The National Human Genome Research Institute (NHGRI) has identified a list of publications that used ENCODE data. This list is publicly shared to provide examples illustrating how the resource has been used (https://www.encodeproject.org/publications/). a, Publications over time. Community publications appear to use ENCODE data and do not report ENCODE grant support in PubMed; consortium publications report ENCODE grant support in PubMed. In brief, community publications are identified using two steps; first, candidates are identified through automated searches for citation of ENCODE accession numbers, ENCODE flagship papers, or resources such as HaploReg and RegulomeDB; second, candidates are manually evaluated to determine whether ENCODE data were actually used. Consortium papers are identified through automated searches of PubMed for publications that were supported at least in part by ENCODE awards, and are not further evaluated or annotated. b, Human disease example publications. The subset of community publications that were annotated as ‘human disease’ (other categories are basic biology, software tool, fly/worm data) were further manually categorized by disease aetiology.
Fig. 4
Fig. 4. An overview of the mouse ENCODE Project in the current phase.

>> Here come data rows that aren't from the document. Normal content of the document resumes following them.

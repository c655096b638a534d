use rdf_quanta_storage::StorageError;
use std::fmt;

/// A syntactically valid query uses a construct outside the supported
/// fragment of SPARQL 1.1.
///
/// These failures are non-retryable: the same query will always be
/// rejected, so no transaction is opened.
#[derive(Debug, thiserror::Error)]
#[error("unsupported SPARQL feature: {feature}")]
pub struct UnsupportedSparqlError {
    feature: String,
}

impl UnsupportedSparqlError {
    pub fn new(feature: impl Into<String>) -> Self {
        Self {
            feature: feature.into(),
        }
    }

    pub fn feature(&self) -> &str {
        &self.feature
    }
}

/// A continuation token could not be decoded, carries an unknown format
/// version, or references a saved plan that no longer exists.
#[derive(Debug, thiserror::Error)]
#[error("invalid continuation token: {reason}")]
pub struct InvalidContinuationError {
    reason: String,
}

impl InvalidContinuationError {
    pub fn msg(reason: impl Into<String>) -> Self {
        Self {
            reason: reason.into(),
        }
    }
}

/// Why the engine aborted an execution.
///
/// Aborts always pair with a transaction `abort()` on the graph; the reason
/// is passed through to the caller verbatim.
#[derive(Debug, Clone, PartialEq, Eq)]
pub enum AbortReason {
    /// The storage layer failed during a pull.
    Backend(String),
    /// A DISTINCT operator exceeded its seen-set cap.
    DistinctOverflow,
}

impl fmt::Display for AbortReason {
    fn fmt(&self, f: &mut fmt::Formatter<'_>) -> fmt::Result {
        match self {
            Self::Backend(reason) => write!(f, "{reason}"),
            Self::DistinctOverflow => write!(f, "distinct-overflow"),
        }
    }
}

/// A SPARQL evaluation error.
#[derive(Debug, thiserror::Error)]
#[non_exhaustive]
pub enum QueryEvaluationError {
    /// An error in SPARQL parsing.
    #[error(transparent)]
    Syntax(#[from] spargebra::SparqlSyntaxError),
    /// The query is outside the supported SPARQL fragment.
    #[error(transparent)]
    Unsupported(#[from] UnsupportedSparqlError),
    /// The continuation token cannot be used.
    #[error(transparent)]
    InvalidContinuation(#[from] InvalidContinuationError),
    /// The requested graph is not registered.
    #[error("no RDF graph named '{0}' is registered")]
    UnknownGraph(String),
    /// The request carries neither a query nor a continuation.
    #[error("the request must carry a query or a continuation")]
    MissingQuery,
    /// An error from the storage layer outside a pull loop.
    #[error(transparent)]
    Storage(#[from] StorageError),
    /// The engine aborted the execution and rolled back its transaction.
    #[error("the query execution has been aborted: {0}")]
    Aborted(AbortReason),
    /// An internal error that likely indicates a bug in RDF Quanta.
    #[error("internal error: {0}")]
    Internal(String),
}
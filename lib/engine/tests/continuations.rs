//! Property-level tests for the continuation machinery: replay
//! equivalence, preemption soundness, stateful lineages and transaction
//! pairing.

use oxrdf::{NamedNode, Term, Triple};
use rdf_quanta_engine::iterators::{ExecutionContext, QueryStep};
use rdf_quanta_engine::{
    Dataset, Graph, GraphConfig, PlanOptions, QueryEvaluationError, QueryRequest,
    QueryResponse, SavedPlan, build_plan, decode_saved_plan, encode_saved_plan,
    evaluate_request, load_plan, parse_query,
};
use rdf_quanta_model::SolutionMapping;
use rdf_quanta_storage::{
    GraphBackend, MemoryGraph, StorageError, TripleCursor,
};
use std::sync::Arc;
use std::time::Duration;

fn ex(name: &str) -> NamedNode {
    NamedNode::new_unchecked(format!("http://example.org/{name}"))
}

fn term(name: &str) -> Term {
    ex(name).into()
}

fn triple(s: &str, p: &str, o: &str) -> Triple {
    Triple::new(ex(s), ex(p), ex(o))
}

/// A small social-ish graph with joins, optional matches and duplicates.
fn sample_triples() -> Vec<Triple> {
    let mut triples = Vec::new();
    for i in 0..8 {
        triples.push(triple(&format!("person{i}"), "knows", &format!("person{}", (i + 1) % 8)));
        triples.push(triple(&format!("person{i}"), "type", "Person"));
        if i % 2 == 0 {
            triples.push(triple(&format!("person{i}"), "name", &format!("n{i}")));
        }
    }
    triples
}

fn backend(triples: Vec<Triple>) -> Arc<dyn GraphBackend> {
    Arc::new(MemoryGraph::from_triples(triples))
}

fn config(name: &str, quota_ms: u64, max_results: usize, distinct_cap: usize) -> GraphConfig {
    GraphConfig {
        name: name.to_owned(),
        description: String::new(),
        quota_ms,
        max_results,
        distinct_cap,
        publish: false,
        example_queries: Vec::new(),
    }
}

const JOIN_QUERY: &str = "SELECT ?a ?b ?n WHERE { \
     ?a <http://example.org/knows> ?b . \
     ?b <http://example.org/type> <http://example.org/Person> \
     OPTIONAL { ?b <http://example.org/name> ?n } }";

const UNION_QUERY: &str = "SELECT ?s ?o WHERE { \
     { ?s <http://example.org/knows> ?o } UNION \
     { ?s <http://example.org/name> ?o } }";

/// Drains a plan with an unbounded context.
fn drain(plan: &mut rdf_quanta_engine::iterators::BoxedPlan) -> Vec<SolutionMapping> {
    let ctx = ExecutionContext::unbounded();
    let mut out = Vec::new();
    loop {
        match plan.next(&ctx).unwrap() {
            QueryStep::Binding(mapping) => out.push(mapping),
            QueryStep::End => return out,
            QueryStep::Suspended => panic!("unbounded context must not suspend"),
        }
    }
}

/// Replay equivalence: dumping after `k` solutions and reloading must
/// produce exactly the remaining sequence, for every reachable `k`.
#[test]
fn replay_equivalence_at_every_step() {
    for query in [JOIN_QUERY, UNION_QUERY] {
        let backend = backend(sample_triples());
        let parsed = parse_query(query, None).unwrap();
        let (mut reference, _) =
            build_plan(&parsed.plan, &backend, PlanOptions::default()).unwrap();
        let full = drain(&mut reference);
        assert!(!full.is_empty());

        for k in 0..=full.len() {
            let (mut plan, _) =
                build_plan(&parsed.plan, &backend, PlanOptions::default()).unwrap();
            let ctx = ExecutionContext::unbounded();
            for expected in &full[..k] {
                match plan.next(&ctx).unwrap() {
                    QueryStep::Binding(mapping) => assert_eq!(&mapping, expected),
                    other => panic!("expected a binding, got {other:?}"),
                }
            }
            let token = encode_saved_plan(&SavedPlan {
                form: parsed.form,
                root: plan.save(),
            })
            .unwrap();
            let reloaded = decode_saved_plan(&token).unwrap();
            let mut resumed = load_plan(reloaded.root, &backend).unwrap();
            assert_eq!(drain(&mut resumed), &full[k..], "diverged after {k} solutions");
        }
    }
}

fn paged_dataset(quota_ms: u64, max_results: usize, stateless: bool) -> (Dataset, Arc<MemoryGraph>) {
    let memory = Arc::new(MemoryGraph::from_triples(sample_triples()));
    let graph = Graph::new(
        Arc::clone(&memory) as Arc<dyn GraphBackend>,
        config("test", quota_ms, max_results, 100_000),
    );
    let dataset = if stateless {
        Dataset::stateless()
    } else {
        Dataset::stateful_in_memory()
    };
    (dataset.with_graph(graph), memory)
}

fn page_to_completion(dataset: &Dataset, query: &str) -> (Vec<SolutionMapping>, usize) {
    let mut request = QueryRequest {
        query: Some(query.to_owned()),
        graph: "test".to_owned(),
        continuation: None,
    };
    let mut bindings = Vec::new();
    let mut pages = 0;
    loop {
        let page: QueryResponse = evaluate_request(dataset, &request).unwrap();
        pages += 1;
        bindings.extend(page.bindings);
        match page.next {
            Some(next) => {
                request.query = None;
                request.continuation = Some(next);
            }
            None => return (bindings, pages),
        }
    }
}

/// Preemption soundness: concatenated pages equal the uninterrupted run,
/// in order.
#[test]
fn paging_equals_one_shot_execution() {
    for query in [JOIN_QUERY, UNION_QUERY] {
        let (unbounded, _) = paged_dataset(1_000_000, 10_000, true);
        let (reference, reference_pages) = page_to_completion(&unbounded, query);
        assert_eq!(reference_pages, 1);

        let (paged, _) = paged_dataset(1_000_000, 1, true);
        let (collected, pages) = page_to_completion(&paged, query);
        assert!(pages > 1);
        assert_eq!(collected, reference);
    }
}

/// A backend that sleeps on every triple, to force quota suspensions.
struct SlowGraph {
    inner: MemoryGraph,
    delay: Duration,
}

struct SlowCursor {
    inner: Box<dyn TripleCursor>,
    delay: Duration,
}

impl GraphBackend for SlowGraph {
    fn search(
        &self,
        pattern: &rdf_quanta_model::TriplePattern,
        from: usize,
    ) -> Result<Box<dyn TripleCursor>, StorageError> {
        Ok(Box::new(SlowCursor {
            inner: self.inner.search(pattern, from)?,
            delay: self.delay,
        }))
    }

    fn estimate_cardinality(
        &self,
        pattern: &rdf_quanta_model::TriplePattern,
    ) -> Result<usize, StorageError> {
        self.inner.estimate_cardinality(pattern)
    }

    fn commit(&self) {
        self.inner.commit();
    }

    fn abort(&self) {
        self.inner.abort();
    }
}

impl TripleCursor for SlowCursor {
    fn next_triple(&mut self) -> Result<Option<Triple>, StorageError> {
        std::thread::sleep(self.delay);
        self.inner.next_triple()
    }

    fn position(&self) -> usize {
        self.inner.position()
    }

    fn cardinality(&self) -> usize {
        self.inner.cardinality()
    }
}

/// Quota suspensions on a slow backend still page to the same result.
#[test]
fn quota_preemption_is_sound() {
    let slow = Arc::new(SlowGraph {
        inner: MemoryGraph::from_triples(sample_triples()),
        delay: Duration::from_millis(2),
    });
    let graph = Graph::new(
        Arc::clone(&slow) as Arc<dyn GraphBackend>,
        config("test", 10, 10_000, 100_000),
    );
    let dataset = Dataset::stateless().with_graph(graph);
    let (collected, pages) = page_to_completion(&dataset, UNION_QUERY);

    let (reference_dataset, _) = paged_dataset(1_000_000, 10_000, true);
    let (reference, _) = page_to_completion(&reference_dataset, UNION_QUERY);
    assert!(pages > 1, "the quota must have preempted at least once");
    assert_eq!(collected, reference);
}

/// Stateful mode: one lineage keeps one id, and completion deletes it.
#[test]
fn stateful_lineage_reuses_its_id_and_completes_once() {
    let (dataset, _) = paged_dataset(1_000_000, 3, false);
    let first = evaluate_request(
        &dataset,
        &QueryRequest {
            query: Some(UNION_QUERY.to_owned()),
            graph: "test".to_owned(),
            continuation: None,
        },
    )
    .unwrap();
    let id = first.next.unwrap();
    assert!(uuid::Uuid::parse_str(&id).is_ok());

    let mut last_id = id.clone();
    let mut finished = false;
    for _ in 0..100 {
        let page = evaluate_request(
            &dataset,
            &QueryRequest {
                query: None,
                graph: "test".to_owned(),
                continuation: Some(last_id.clone()),
            },
        )
        .unwrap();
        match page.next {
            Some(next) => {
                assert_eq!(next, id, "a lineage keeps a single saved-plan id");
                last_id = next;
            }
            None => {
                finished = true;
                break;
            }
        }
    }
    assert!(finished);

    // Idempotent completion: the saved plan is gone.
    let replay = evaluate_request(
        &dataset,
        &QueryRequest {
            query: None,
            graph: "test".to_owned(),
            continuation: Some(id),
        },
    );
    assert!(matches!(
        replay,
        Err(QueryEvaluationError::InvalidContinuation(_))
    ));
}

/// Planning is a pure function of the algebra and the cardinalities.
#[test]
fn plan_building_is_deterministic() {
    let backend = backend(sample_triples());
    let parsed = parse_query(JOIN_QUERY, None).unwrap();
    let (plan_a, cards_a) =
        build_plan(&parsed.plan, &backend, PlanOptions::default()).unwrap();
    let (plan_b, cards_b) =
        build_plan(&parsed.plan, &backend, PlanOptions::default()).unwrap();
    assert_eq!(plan_a.save(), plan_b.save());
    assert_eq!(cards_a, cards_b);
}

/// Every execution pairs with exactly one commit or abort.
#[test]
fn transactions_pair_with_executions() {
    let (dataset, memory) = paged_dataset(1_000_000, 2, true);
    let (_, pages) = page_to_completion(&dataset, UNION_QUERY);
    assert_eq!(memory.commit_count(), pages as u64);
    assert_eq!(memory.abort_count(), 0);
}

/// Distinct overflow aborts the execution and rolls back.
#[test]
fn distinct_overflow_aborts() {
    let memory = Arc::new(MemoryGraph::from_triples(sample_triples()));
    let graph = Graph::new(
        Arc::clone(&memory) as Arc<dyn GraphBackend>,
        config("test", 1_000_000, 10_000, 3),
    );
    let dataset = Dataset::stateless().with_graph(graph);
    let result = evaluate_request(
        &dataset,
        &QueryRequest {
            query: Some(
                "SELECT DISTINCT ?s WHERE { ?s <http://example.org/knows> ?o }"
                    .to_owned(),
            ),
            graph: "test".to_owned(),
            continuation: None,
        },
    );
    match result {
        Err(QueryEvaluationError::Aborted(reason)) => {
            assert_eq!(reason.to_string(), "distinct-overflow");
        }
        other => panic!("expected an abort, got {other:?}"),
    }
    assert_eq!(memory.abort_count(), 1);
    assert_eq!(memory.commit_count(), 0);
}

/// Bindings with unbound optional variables survive the token round trip.
#[test]
fn optional_bindings_round_trip_through_tokens() {
    let (dataset, _) = paged_dataset(1_000_000, 1, true);
    let (collected, _) = page_to_completion(&dataset, JOIN_QUERY);
    let with_name = collected.iter().filter(|m| m.contains("n")).count();
    let without_name = collected.iter().filter(|m| !m.contains("n")).count();
    assert!(with_name > 0);
    assert!(without_name > 0);
    assert_eq!(
        collected.iter().filter(|m| m.get("b") == Some(&term("person0"))).count(),
        1
    );
}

a, Schematic representation of ENCODE 3 mouse developmental data series. The chromatin graphic is adapted from an image by Darryl Leja (NHGRI), Ian Dunham (EBI), and M.J.P. (NHGRI). The embryo image second from the right in was adapted from ref. , an Open Access article distributed under the terms of the Creative Commons Attribution License 2.0. b, Three major axes of the data series: assays, tissues, and developmental stages. The region shown is chr11:98,307,637–98,344,383, mm10. c, A schematic diagram of the transgenic assays used to validate and characterize the function of cCREs in E11.5 and E12.5 mouse embryos. The cCREs were selected on the basis of ChIP–seq data and cloned into a reporter vector that was then introduced into fertilized mouse eggs. The activities of the CRE were validated by tissue-specific expression patterns of the reporter gene. d, Results from recent transgenic assays, to validate about 400 cCREs are summarized in a barchart, with the bars indicating the proportion of candidate CREs in each rank tier that showed reproducible reporter staining in the expected tissue (grey) or any tissue (pink).
Extended Data Fig. 1
Extended Data Fig. 1. ENCODE timeline.
Pilot phase: September 2003–September 2007; ENCODE 2: September 2007–September 2012; ENCODE 3: September 2012–January 2017; ENCODE 4: February 2017–present; modENCODE: April 2007–April 2012; mouse ENCODE: 2009–2012.